MIMO stands for ‘Multiple Input, Multiple Output’, and is a form of radio antenna that increases efficiency by increasing the number of transmitters and receivers. Perhaps more importantly, MIMO antennas can send and receive signals over the same channel, without the need to take turns, which increases capacity without sacrificing spectrum.
In today’s 4G and 5G networks, base station antennas are typically fitted with around 12 antenna ports that broadcast information in every direction at once. Which means that current transceivers have to take turns if they want to transmit and receive data on the same frequency, or the data has to be moved to another frequency to avoid hold-ups, and this causes congestion. The solution is Massive MIMO.
Massive MIMO antennas and stations
Massive MIMO (or mMIMO) antennas and stations take this a step further. They can support in the region of 100 ports, which vastly boosts the capacity of the network. Huawei, ZTE, and Facebook’s Massive MIMO systems have successfully tested up to 128 antennas, although commercial models, such as Ericsson’s AIR 6468, average at around 64 transmitters and 64 receiver antennas.
This significant boost doesn’t come without its challenges, though, and an increase in ports makes the current multi-direction broadcasting used in 4G cell sites unfeasible. There would be too many signals crossing each other which would cause serious interference and negate any of the benefits seen by the increase in capacity. This is where beamforming comes in.
Beamforming and MIMO
Instead of broadcasting signals in every direction at once, beamforming allows a base station to send a focused stream of data to a specific user or device.
As multiple signals are sent and received via the MIMO antennas, beamforming technology uses advanced signal processing algorithms to determine the best “path” for the radio signal to take to reach the user.
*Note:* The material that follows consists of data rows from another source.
pub mod bands;
pub mod mode;

use std::{collections::VecDeque, fmt};

use itertools::Itertools;
use serde::{Deserialize, Serialize};

use crate::{
    error::{Error, Result},
    utils::{argmax, entropy, mean_and_std, normalise},
};
use bands::ModeBands;
use mode::Mode;

#[derive(Debug, Clone, Copy, PartialEq, Eq, Default, Serialize, Deserialize)]
#[serde(from = "String", into = "String")]
pub enum UncertaintyScheme {
    #[default]
    Entropy,
    Variance,
    Margin,
    None,
}

impl UncertaintyScheme {
    /// Unknown names fall back to [`UncertaintyScheme::None`] so a typo never stops the loop.
    pub fn parse_lenient(name: &str) -> Self {
        match name.trim().to_ascii_lowercase().as_str() {
            "entropy" | "en" => Self::Entropy,
            "variance" | "var" => Self::Variance,
            "margin" | "a" => Self::Margin,
            "none" | "na" => Self::None,
            other => {
                log::warn!("Unknown uncertainty scheme '{other}', falling back to none");
                Self::None
            }
        }
    }

    pub fn name(self) -> &'static str {
        match self {
            Self::Entropy => "entropy",
            Self::Variance => "variance",
            Self::Margin => "margin",
            Self::None => "none",
        }
    }
}

impl From<String> for UncertaintyScheme {
    fn from(name: String) -> Self {
        Self::parse_lenient(&name)
    }
}

impl From<UncertaintyScheme> for String {
    fn from(scheme: UncertaintyScheme) -> Self {
        scheme.name().to_string()
    }
}

impl fmt::Display for UncertaintyScheme {
    fn fmt(&self, f: &mut fmt::Formatter<'_>) -> fmt::Result {
        f.write_str(self.name())
    }
}

#[derive(Debug, Clone, PartialEq, Serialize, Deserialize)]
#[serde(default)]
pub struct UncertaintyConfig {
    pub scheme: UncertaintyScheme,
    /// How many evaluations the moving statistics cover.
    pub history_len: usize,
    /// Sharpness of the softmax used by the entropy scheme.
    pub softmax_gain: f32,
    pub entropy_bands: ModeBands,
    pub variance_bands: ModeBands,
    pub margin_bands: ModeBands,
}

impl Default for UncertaintyConfig {
    fn default() -> Self {
        Self {
            scheme: UncertaintyScheme::Entropy,
            history_len: 5,
            softmax_gain: 10.0,
            entropy_bands: ModeBands::entropy(),
            variance_bands: ModeBands::variance(),
            margin_bands: ModeBands::margin(),
        }
    }
}

#[derive(Debug, Clone, Copy, PartialEq)]
pub struct UncertaintyReport {
    /// Entropy, variance or margin depending on the scheme.
    pub primary: f32,
    /// Gap between the two best normalised scores.
    pub spread: f32,
    pub moving_average: f32,
    pub moving_std: f32,
    pub mode: Mode,
}

pub struct UncertaintyEstimator {
    config: UncertaintyConfig,
    class_count: usize,
    history: VecDeque<f32>,
}

impl UncertaintyEstimator {
    pub fn new(config: UncertaintyConfig, class_count: usize) -> Self {
        let history_len = config.history_len.max(1);
        Self {
            config,
            class_count,
            history: VecDeque::with_capacity(history_len),
        }
    }

    pub fn scheme(&self) -> UncertaintyScheme {
        self.config.scheme
    }

    pub fn reset(&mut self) {
        self.history.clear();
    }

    pub fn evaluate(
        &mut self,
        scores: &[f32],
        scheme: UncertaintyScheme,
        predicted_class: usize,
    ) -> Result<UncertaintyReport> {
        if scores.len() != self.class_count {
            return Err(Error::InvalidInput(format!(
                "expected {} class scores, got {}",
                self.class_count,
                scores.len()
            )));
        }
        if let Some(i) = scores.iter().position(|s| !s.is_finite()) {
            return Err(Error::InvalidInput(format!("score {i} is not finite ({})", scores[i])));
        }

        let normalised = normalise(scores);
        let spread = top_two_gap(&normalised);

        let primary = match scheme {
            UncertaintyScheme::Entropy => softmax_entropy(&normalised, self.config.softmax_gain),
            UncertaintyScheme::Variance => sample_variance(&normalised),
            UncertaintyScheme::Margin => margin_of(&normalised, predicted_class),
            UncertaintyScheme::None => 0.0,
        };

        if self.history.len() >= self.config.history_len.max(1) {
            self.history.pop_front();
        }
        self.history.push_back(primary);
        let (moving_average, moving_std) = mean_and_std(self.history.iter().copied());

        let mode = match scheme {
            UncertaintyScheme::Entropy => self.config.entropy_bands.classify(moving_average, moving_std),
            UncertaintyScheme::Variance => self.config.variance_bands.classify(moving_average, moving_std),
            UncertaintyScheme::Margin => self.config.margin_bands.classify(moving_average, moving_std),
            UncertaintyScheme::None => Mode::VeryCertain,
        };
        log::debug!("{scheme} uncertainty {primary:.4} (ma {moving_average:.4}, sd {moving_std:.4}) -> {mode:?}");

        Ok(UncertaintyReport {
            primary,
            spread,
            moving_average,
            moving_std,
            mode,
        })
    }
}

fn softmax_entropy(normalised: &[f32], gain: f32) -> f32 {
    // Shifting by the max leaves the distribution unchanged and keeps exp() finite.
    let peak = normalised.iter().copied().fold(f32::NEG_INFINITY, f32::max);
    let weights = normalised.iter().map(|v| (gain * (v - peak)).exp()).collect_vec();
    let sum: f32 = weights.iter().sum();
    let probabilities = weights.iter().map(|w| w / sum).collect_vec();

    entropy(&probabilities)
}

fn sample_variance(values: &[f32]) -> f32 {
    if values.len() < 2 {
        return 0.0;
    }
    let mean = values.iter().sum::<f32>() / values.len() as f32;
    values.iter().map(|v| (v - mean) * (v - mean)).sum::<f32>() / (values.len() - 1) as f32
}

fn top_two_gap(values: &[f32]) -> f32 {
    match values.iter().sorted_by(|a, b| b.total_cmp(a)).take(2).collect_tuple() {
        Some((best, second)) => best - second,
        None => 0.0,
    }
}

fn margin_of(values: &[f32], predicted_class: usize) -> f32 {
    let predicted = if predicted_class < values.len() {
        predicted_class
    } else {
        log::warn!("Predicted class {predicted_class} is out of range, using the best score instead");
        argmax(values)
    };
    let best_other = values
        .iter()
        .enumerate()
        .filter(|(i, _)| *i != predicted)
        .map(|(_, v)| *v)
        .fold(f32::NEG_INFINITY, f32::max);

    if best_other.is_finite() {
        values[predicted] - best_other
    } else {
        values[predicted]
    }
}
This includes bouncing packets of data off walls to avoid the signals interacting with each other, thus reducing interference and creating more efficient connections.
Beamforming is clever technology because it can adapt to the environment you're in and ensure you get the best signal possible.
Improved indoor coverage with MIMO
NEC has successfully demonstrated mmWave 5G in an office environment, using distributed-MIMO, which has enabled them to triple the number of simultaneous connections and capacity in an office environment, using distributed-MIMO in the 28 GHz millimeter-wave frequency band.
“NEC has established itself as a leader in digital beamforming technology and has commercialized Massive MIMO in the sub 6 frequency band,” NEC said. “Moreover, NEC has developed digital coordination technology among antenna elements distributed in the millimeter-wave frequency band and conducted verification activities to solve the problems of indoor mobile communications, such as shadowing and diffraction of propagation paths.”
The demo achieved approximately three times the number of simultaneous connections and transmission capacity, compared to test cases without distributed-MIMO in the 28 GHz frequency band.
This was the first demonstration in the industry to apply a distributed-MIMO system in the millimeter-wave frequency band in an office environment, with NEC hoping that it will contribute to the construction of 5G environments that enable simultaneous multiple connections in the future.
“Applying Massive MIMO techniques to millimeter-wave frequency is considered to be optimal for applications where each terminal requires a high transmission capacity, such as indoor offices or stadium seats with high terminal density,” the announcement explained.
NEC conducted propagation and transmission trials in a real office environment, using a distributed-MIMO technique for the Radio Units (RU) of a 28 GHz band base station system, which boosted simultaneous connections and increased capacity.
Will MIMO power consumption be a problem
As the need for more hardware, with even more antennas, becomes clear, there have been a number of concerns raised about sustainability, and the power consumption that MIMO technology will require.
However, at the beginning of 2021 Nokia announced that its AirScale 5G mMIMO base station, one of the leading products used in 5G infrastructure around the world, will achieve an average power consumption reduction of 50 percent by 2023.
“Nokia is committed to contributing to solving the world’s sustainability challenges and we do that by ensuring our technology is designed to be as energy efficient as possible,” said Ari Kynäslahti, head of technology and strategy at Nokia Mobile Networks. “This means using less energy during use and manufacture. Everything from our chipsets to our software and hardware is geared towards supporting this goal.”
According to Nokia, a customer field tests found that the power consumption for Nokia’s 5G mMIMO BTS site was more than 10% lower than that of its nearest competitor, with the company now pledging to further lower the consumption of 5G mMIMO base stations by approximately 50 percent.
Nokia, and other companies manufacturing massive MIMO technology will be able to achieve improved power consumption by using technologies such as AI and advanced sleep mode features, which will help to optimize the energy usage of base stations.
And despite growing concerns around the energy consumption of 5G, with the requirement for extra infrastructure and 5G small cells, 5G is actually far greener than its predecessor, with more data bits per kilowatt of energy than any previous wireless technology generation. But with consumers on 5G already consuming nearly three times more data than people using 4G, it’s critical that the energy consumed does not rise at the same rate.